WORK INSTRUCTION
Check each line of the entries below for the word "three", and copy out the ones that have it.

RECORDS TO PROCESS
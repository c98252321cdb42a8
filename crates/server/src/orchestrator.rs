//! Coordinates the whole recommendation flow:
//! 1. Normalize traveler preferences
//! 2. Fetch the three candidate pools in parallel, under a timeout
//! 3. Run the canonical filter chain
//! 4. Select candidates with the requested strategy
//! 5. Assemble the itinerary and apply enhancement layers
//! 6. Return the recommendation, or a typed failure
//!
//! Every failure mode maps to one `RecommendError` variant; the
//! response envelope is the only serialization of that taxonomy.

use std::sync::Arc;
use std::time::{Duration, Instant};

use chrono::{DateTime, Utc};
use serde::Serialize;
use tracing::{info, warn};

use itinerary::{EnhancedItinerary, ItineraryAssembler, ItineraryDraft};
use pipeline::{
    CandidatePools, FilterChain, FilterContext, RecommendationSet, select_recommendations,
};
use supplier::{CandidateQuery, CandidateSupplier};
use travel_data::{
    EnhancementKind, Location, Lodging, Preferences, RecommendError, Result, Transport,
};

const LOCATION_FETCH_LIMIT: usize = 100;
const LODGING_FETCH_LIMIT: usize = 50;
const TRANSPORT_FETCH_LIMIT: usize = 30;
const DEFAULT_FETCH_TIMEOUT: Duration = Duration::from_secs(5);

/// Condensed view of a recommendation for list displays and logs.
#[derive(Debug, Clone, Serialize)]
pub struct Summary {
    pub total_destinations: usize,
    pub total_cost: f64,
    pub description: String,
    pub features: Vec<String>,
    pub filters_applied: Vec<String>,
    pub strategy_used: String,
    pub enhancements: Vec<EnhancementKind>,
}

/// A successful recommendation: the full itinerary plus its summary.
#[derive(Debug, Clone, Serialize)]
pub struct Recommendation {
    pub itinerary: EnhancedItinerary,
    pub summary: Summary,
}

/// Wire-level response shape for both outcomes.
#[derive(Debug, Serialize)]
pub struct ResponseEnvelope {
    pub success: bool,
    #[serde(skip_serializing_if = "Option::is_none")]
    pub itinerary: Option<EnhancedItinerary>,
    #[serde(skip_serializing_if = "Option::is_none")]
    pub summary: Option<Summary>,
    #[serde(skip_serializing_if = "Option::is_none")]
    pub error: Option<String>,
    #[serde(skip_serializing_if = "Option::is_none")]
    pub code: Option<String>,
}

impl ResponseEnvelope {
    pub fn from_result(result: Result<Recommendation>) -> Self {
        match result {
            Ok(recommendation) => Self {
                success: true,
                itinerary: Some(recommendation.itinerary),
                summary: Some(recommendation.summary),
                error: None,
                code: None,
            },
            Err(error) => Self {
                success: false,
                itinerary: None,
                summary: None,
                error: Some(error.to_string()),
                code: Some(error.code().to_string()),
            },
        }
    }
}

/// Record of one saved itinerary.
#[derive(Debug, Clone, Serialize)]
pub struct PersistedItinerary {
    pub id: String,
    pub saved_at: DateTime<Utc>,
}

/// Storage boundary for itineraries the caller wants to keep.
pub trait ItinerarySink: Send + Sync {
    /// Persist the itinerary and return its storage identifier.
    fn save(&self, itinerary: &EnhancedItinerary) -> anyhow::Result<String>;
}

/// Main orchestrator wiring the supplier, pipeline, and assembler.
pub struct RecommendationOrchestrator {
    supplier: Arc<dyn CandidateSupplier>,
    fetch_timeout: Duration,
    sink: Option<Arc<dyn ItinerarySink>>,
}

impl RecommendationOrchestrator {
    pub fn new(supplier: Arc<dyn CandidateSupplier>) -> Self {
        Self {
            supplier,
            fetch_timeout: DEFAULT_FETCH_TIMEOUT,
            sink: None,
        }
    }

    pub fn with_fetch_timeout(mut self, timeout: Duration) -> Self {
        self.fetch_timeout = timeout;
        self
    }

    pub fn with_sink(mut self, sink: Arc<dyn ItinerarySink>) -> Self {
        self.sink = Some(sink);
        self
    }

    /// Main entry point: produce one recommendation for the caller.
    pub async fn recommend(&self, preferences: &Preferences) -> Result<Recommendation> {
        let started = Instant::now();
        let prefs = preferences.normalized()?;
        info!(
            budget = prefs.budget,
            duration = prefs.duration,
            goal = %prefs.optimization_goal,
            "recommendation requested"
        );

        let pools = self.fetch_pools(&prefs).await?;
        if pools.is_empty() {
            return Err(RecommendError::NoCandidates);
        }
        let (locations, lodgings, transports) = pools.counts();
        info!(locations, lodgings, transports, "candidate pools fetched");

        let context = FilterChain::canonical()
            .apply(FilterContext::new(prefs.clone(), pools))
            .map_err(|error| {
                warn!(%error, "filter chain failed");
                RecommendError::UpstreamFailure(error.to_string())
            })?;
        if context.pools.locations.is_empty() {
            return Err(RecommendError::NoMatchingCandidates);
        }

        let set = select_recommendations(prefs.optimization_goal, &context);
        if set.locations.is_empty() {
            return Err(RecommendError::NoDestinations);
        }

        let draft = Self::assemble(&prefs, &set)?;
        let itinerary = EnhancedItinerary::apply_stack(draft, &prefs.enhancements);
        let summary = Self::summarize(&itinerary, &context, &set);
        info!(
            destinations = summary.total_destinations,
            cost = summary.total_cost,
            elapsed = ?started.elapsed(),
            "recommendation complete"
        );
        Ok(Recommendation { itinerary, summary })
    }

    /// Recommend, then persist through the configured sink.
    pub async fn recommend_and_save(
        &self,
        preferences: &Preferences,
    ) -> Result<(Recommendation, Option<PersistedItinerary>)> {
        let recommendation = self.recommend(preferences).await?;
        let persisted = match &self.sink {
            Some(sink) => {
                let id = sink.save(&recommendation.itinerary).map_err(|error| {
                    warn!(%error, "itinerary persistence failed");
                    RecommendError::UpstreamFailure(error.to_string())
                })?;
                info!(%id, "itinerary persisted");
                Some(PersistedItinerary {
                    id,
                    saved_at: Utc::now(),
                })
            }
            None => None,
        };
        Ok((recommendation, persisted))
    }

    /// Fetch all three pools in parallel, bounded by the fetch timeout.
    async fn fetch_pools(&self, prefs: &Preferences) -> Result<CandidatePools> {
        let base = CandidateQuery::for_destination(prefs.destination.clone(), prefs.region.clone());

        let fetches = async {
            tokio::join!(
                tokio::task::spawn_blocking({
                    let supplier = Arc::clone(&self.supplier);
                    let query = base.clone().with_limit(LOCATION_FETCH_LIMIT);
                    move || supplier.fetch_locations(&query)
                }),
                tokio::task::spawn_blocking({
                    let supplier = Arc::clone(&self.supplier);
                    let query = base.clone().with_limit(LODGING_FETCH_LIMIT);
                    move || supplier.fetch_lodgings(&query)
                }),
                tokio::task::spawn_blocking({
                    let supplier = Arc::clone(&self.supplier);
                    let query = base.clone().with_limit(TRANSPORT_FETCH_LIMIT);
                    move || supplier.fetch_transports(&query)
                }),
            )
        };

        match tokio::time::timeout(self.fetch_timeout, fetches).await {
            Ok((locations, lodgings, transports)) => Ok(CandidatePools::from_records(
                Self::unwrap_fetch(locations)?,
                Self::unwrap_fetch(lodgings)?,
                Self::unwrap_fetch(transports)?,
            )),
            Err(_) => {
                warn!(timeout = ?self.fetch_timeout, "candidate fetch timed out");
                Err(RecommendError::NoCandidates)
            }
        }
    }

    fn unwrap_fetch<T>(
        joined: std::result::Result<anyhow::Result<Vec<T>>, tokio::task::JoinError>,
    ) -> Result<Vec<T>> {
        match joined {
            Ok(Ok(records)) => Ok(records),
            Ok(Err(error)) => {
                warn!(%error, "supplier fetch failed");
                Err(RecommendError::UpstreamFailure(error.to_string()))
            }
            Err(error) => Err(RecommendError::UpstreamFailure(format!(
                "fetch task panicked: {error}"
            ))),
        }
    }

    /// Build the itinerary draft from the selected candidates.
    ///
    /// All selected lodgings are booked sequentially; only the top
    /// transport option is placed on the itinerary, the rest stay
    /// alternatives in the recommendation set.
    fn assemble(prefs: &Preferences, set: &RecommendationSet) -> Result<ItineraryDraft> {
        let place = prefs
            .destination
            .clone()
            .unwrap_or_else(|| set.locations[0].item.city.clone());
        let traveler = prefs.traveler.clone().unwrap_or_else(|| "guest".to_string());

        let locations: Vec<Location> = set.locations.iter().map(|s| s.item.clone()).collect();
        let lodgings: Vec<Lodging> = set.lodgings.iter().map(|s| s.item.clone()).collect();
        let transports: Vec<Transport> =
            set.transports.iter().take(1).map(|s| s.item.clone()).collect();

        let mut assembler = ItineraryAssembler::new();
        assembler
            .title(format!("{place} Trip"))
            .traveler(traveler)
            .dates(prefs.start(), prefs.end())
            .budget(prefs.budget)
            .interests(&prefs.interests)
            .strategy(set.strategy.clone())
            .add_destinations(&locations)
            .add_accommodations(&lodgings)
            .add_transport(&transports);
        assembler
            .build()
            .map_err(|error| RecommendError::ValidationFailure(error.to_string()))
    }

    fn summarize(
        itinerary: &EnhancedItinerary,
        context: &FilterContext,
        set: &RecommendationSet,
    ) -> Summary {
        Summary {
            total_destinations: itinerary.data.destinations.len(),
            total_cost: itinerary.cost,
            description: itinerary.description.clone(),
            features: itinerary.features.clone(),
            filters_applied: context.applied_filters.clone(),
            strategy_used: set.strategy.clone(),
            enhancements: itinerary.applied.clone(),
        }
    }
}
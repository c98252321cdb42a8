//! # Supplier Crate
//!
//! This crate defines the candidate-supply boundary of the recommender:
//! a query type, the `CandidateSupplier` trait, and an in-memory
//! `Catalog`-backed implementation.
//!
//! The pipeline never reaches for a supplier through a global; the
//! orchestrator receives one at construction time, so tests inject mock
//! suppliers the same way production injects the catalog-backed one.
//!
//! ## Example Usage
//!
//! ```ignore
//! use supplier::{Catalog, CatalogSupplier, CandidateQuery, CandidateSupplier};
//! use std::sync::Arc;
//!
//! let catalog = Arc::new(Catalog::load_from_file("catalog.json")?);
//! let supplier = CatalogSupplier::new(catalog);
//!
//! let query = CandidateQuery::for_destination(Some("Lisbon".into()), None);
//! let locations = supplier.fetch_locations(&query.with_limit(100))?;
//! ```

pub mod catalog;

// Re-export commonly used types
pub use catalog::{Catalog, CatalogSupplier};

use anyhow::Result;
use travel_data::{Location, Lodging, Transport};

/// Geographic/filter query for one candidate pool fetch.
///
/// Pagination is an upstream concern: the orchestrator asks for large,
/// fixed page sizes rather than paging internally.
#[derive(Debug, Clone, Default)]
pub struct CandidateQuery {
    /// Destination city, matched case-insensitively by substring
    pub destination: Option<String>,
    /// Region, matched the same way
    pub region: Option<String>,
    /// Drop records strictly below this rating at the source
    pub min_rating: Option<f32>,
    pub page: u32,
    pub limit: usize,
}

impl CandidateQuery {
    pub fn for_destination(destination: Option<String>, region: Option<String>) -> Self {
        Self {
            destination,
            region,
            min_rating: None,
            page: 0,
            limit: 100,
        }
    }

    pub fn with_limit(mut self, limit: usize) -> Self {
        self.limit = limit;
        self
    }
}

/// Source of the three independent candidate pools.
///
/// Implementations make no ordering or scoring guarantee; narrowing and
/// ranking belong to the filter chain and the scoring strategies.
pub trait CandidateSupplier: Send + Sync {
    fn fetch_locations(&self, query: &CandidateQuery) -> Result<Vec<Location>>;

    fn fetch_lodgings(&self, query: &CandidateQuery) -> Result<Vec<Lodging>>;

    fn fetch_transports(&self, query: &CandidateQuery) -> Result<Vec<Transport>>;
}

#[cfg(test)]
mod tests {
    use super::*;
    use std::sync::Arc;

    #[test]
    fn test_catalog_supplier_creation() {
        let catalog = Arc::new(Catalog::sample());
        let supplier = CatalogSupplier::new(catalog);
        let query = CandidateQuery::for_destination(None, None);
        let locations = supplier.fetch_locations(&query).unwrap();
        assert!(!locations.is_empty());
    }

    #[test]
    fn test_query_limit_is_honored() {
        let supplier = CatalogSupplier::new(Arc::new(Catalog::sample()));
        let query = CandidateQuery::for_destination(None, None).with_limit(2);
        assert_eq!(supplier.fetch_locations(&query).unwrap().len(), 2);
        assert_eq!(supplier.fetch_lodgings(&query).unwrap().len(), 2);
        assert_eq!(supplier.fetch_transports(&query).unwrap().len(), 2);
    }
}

RESULT BELOW
//! 2. Fetch the three candidate pools in parallel, under a timeout
    /// Fetch all three pools in parallel, bounded by the fetch timeout.
/// Source of the three independent candidate pools.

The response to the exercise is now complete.